* DATA SHOWN *

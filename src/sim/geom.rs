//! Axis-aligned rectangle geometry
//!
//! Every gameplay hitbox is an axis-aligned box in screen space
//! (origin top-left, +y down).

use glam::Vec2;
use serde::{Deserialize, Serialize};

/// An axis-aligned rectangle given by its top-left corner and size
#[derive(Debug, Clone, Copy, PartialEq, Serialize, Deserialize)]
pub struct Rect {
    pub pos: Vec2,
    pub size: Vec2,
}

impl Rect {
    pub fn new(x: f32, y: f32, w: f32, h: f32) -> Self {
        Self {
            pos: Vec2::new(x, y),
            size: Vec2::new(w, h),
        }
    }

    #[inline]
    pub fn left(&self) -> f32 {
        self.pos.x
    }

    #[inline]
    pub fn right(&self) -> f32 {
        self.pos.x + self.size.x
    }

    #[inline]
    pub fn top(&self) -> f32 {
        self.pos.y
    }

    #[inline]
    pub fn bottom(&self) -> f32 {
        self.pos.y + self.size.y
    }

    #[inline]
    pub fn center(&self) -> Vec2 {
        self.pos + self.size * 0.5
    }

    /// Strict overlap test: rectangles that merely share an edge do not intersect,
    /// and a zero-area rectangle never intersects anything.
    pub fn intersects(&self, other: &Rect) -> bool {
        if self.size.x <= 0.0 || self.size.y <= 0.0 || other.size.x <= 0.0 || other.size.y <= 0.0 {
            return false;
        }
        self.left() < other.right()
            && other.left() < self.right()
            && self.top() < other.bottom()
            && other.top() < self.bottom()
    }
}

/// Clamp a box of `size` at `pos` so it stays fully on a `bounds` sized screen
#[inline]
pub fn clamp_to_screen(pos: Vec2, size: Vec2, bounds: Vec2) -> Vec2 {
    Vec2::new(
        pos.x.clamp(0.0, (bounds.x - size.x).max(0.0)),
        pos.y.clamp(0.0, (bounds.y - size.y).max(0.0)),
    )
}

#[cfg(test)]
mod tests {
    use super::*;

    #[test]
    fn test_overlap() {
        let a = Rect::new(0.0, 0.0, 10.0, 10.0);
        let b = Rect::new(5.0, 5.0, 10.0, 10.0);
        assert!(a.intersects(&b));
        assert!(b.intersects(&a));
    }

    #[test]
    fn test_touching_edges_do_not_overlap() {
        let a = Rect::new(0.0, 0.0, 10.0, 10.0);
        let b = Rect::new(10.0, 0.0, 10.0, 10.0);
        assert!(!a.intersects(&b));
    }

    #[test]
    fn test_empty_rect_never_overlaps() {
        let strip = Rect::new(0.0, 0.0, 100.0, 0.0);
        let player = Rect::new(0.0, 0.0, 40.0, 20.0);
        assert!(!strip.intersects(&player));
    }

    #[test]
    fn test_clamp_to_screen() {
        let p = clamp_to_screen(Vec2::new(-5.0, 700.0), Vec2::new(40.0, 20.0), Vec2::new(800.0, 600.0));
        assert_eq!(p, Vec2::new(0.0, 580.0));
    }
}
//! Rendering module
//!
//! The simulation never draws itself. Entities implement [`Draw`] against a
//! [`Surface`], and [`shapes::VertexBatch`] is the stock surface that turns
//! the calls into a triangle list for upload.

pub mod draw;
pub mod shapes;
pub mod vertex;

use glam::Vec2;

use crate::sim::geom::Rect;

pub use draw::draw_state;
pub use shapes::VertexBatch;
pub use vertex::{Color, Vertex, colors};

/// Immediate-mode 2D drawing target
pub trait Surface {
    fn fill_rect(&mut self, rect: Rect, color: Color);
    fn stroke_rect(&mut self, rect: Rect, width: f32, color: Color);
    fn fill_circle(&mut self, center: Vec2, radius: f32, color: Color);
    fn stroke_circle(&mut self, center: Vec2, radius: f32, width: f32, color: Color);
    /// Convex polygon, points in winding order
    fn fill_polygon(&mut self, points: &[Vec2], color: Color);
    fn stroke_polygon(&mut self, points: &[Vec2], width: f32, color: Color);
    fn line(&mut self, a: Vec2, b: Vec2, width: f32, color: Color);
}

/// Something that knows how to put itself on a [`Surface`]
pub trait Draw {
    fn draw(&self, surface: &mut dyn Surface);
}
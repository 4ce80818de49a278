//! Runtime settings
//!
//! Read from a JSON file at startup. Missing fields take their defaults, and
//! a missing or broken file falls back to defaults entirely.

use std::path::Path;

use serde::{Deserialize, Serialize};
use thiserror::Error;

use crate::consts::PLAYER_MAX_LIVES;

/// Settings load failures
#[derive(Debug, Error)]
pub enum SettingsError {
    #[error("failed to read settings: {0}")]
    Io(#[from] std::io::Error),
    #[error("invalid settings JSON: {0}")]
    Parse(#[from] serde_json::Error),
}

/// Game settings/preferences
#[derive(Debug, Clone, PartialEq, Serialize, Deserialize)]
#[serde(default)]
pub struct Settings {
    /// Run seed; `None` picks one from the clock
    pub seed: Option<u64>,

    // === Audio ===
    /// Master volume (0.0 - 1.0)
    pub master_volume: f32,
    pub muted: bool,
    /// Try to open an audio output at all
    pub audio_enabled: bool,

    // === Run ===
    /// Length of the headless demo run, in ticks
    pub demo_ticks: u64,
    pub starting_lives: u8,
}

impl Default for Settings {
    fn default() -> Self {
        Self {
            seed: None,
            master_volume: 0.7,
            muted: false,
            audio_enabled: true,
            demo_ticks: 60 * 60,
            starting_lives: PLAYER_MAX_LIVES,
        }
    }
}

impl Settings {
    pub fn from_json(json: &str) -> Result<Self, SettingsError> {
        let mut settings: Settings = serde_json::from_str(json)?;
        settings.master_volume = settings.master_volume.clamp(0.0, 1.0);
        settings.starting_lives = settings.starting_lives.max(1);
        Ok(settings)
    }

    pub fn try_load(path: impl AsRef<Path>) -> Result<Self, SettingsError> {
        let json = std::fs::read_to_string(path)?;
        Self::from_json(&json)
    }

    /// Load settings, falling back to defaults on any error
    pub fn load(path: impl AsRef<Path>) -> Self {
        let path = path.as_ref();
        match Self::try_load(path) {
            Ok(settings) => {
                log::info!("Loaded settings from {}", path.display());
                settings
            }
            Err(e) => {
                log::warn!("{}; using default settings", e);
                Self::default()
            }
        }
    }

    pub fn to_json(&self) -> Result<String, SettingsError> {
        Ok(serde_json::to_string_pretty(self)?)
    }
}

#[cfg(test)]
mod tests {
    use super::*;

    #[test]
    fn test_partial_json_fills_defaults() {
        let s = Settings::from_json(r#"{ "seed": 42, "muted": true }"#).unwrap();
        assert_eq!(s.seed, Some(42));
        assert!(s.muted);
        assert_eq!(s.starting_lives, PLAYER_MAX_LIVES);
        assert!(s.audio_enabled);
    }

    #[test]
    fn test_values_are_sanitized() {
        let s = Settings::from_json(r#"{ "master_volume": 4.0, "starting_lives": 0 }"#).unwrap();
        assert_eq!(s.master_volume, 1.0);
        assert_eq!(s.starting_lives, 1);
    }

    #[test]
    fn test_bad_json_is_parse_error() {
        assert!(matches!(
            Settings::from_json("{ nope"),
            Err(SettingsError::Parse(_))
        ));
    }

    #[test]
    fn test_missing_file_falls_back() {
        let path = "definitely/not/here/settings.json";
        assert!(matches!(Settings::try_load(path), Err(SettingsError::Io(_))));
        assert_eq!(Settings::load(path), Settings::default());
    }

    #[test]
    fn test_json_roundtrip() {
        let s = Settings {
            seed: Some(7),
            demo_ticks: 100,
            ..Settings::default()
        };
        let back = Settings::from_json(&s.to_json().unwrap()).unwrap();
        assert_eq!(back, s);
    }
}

* GOAL OF THE EXERCISE *
Would you set down exactly the lines from the line with "assert!(s.muted);" through the last one in the material?

* RESPONSE TO THE EXERCISE *
        assert!(s.muted);
        assert_eq!(s.starting_lives, PLAYER_MAX_LIVES);
        assert!(s.audio_enabled);
    }

    #[test]
    fn test_values_are_sanitized() {
        let s = Settings::from_json(r#"{ "master_volume": 4.0, "starting_lives": 0 }"#).unwrap();
        assert_eq!(s.master_volume, 1.0);
        assert_eq!(s.starting_lives, 1);
    }

    #[test]
    fn test_bad_json_is_parse_error() {
        assert!(matches!(
            Settings::from_json("{ nope"),
            Err(SettingsError::Parse(_))
        ));
    }

    #[test]
    fn test_missing_file_falls_back() {
        let path = "definitely/not/here/settings.json";
        assert!(matches!(Settings::try_load(path), Err(SettingsError::Io(_))));
        assert_eq!(Settings::load(path), Settings::default());
    }

    #[test]
    fn test_json_roundtrip() {
        let s = Settings {
            seed: Some(7),
            demo_ticks: 100,
            ..Settings::default()
        };
        let back = Settings::from_json(&s.to_json().unwrap()).unwrap();
        assert_eq!(back, s);
    }
}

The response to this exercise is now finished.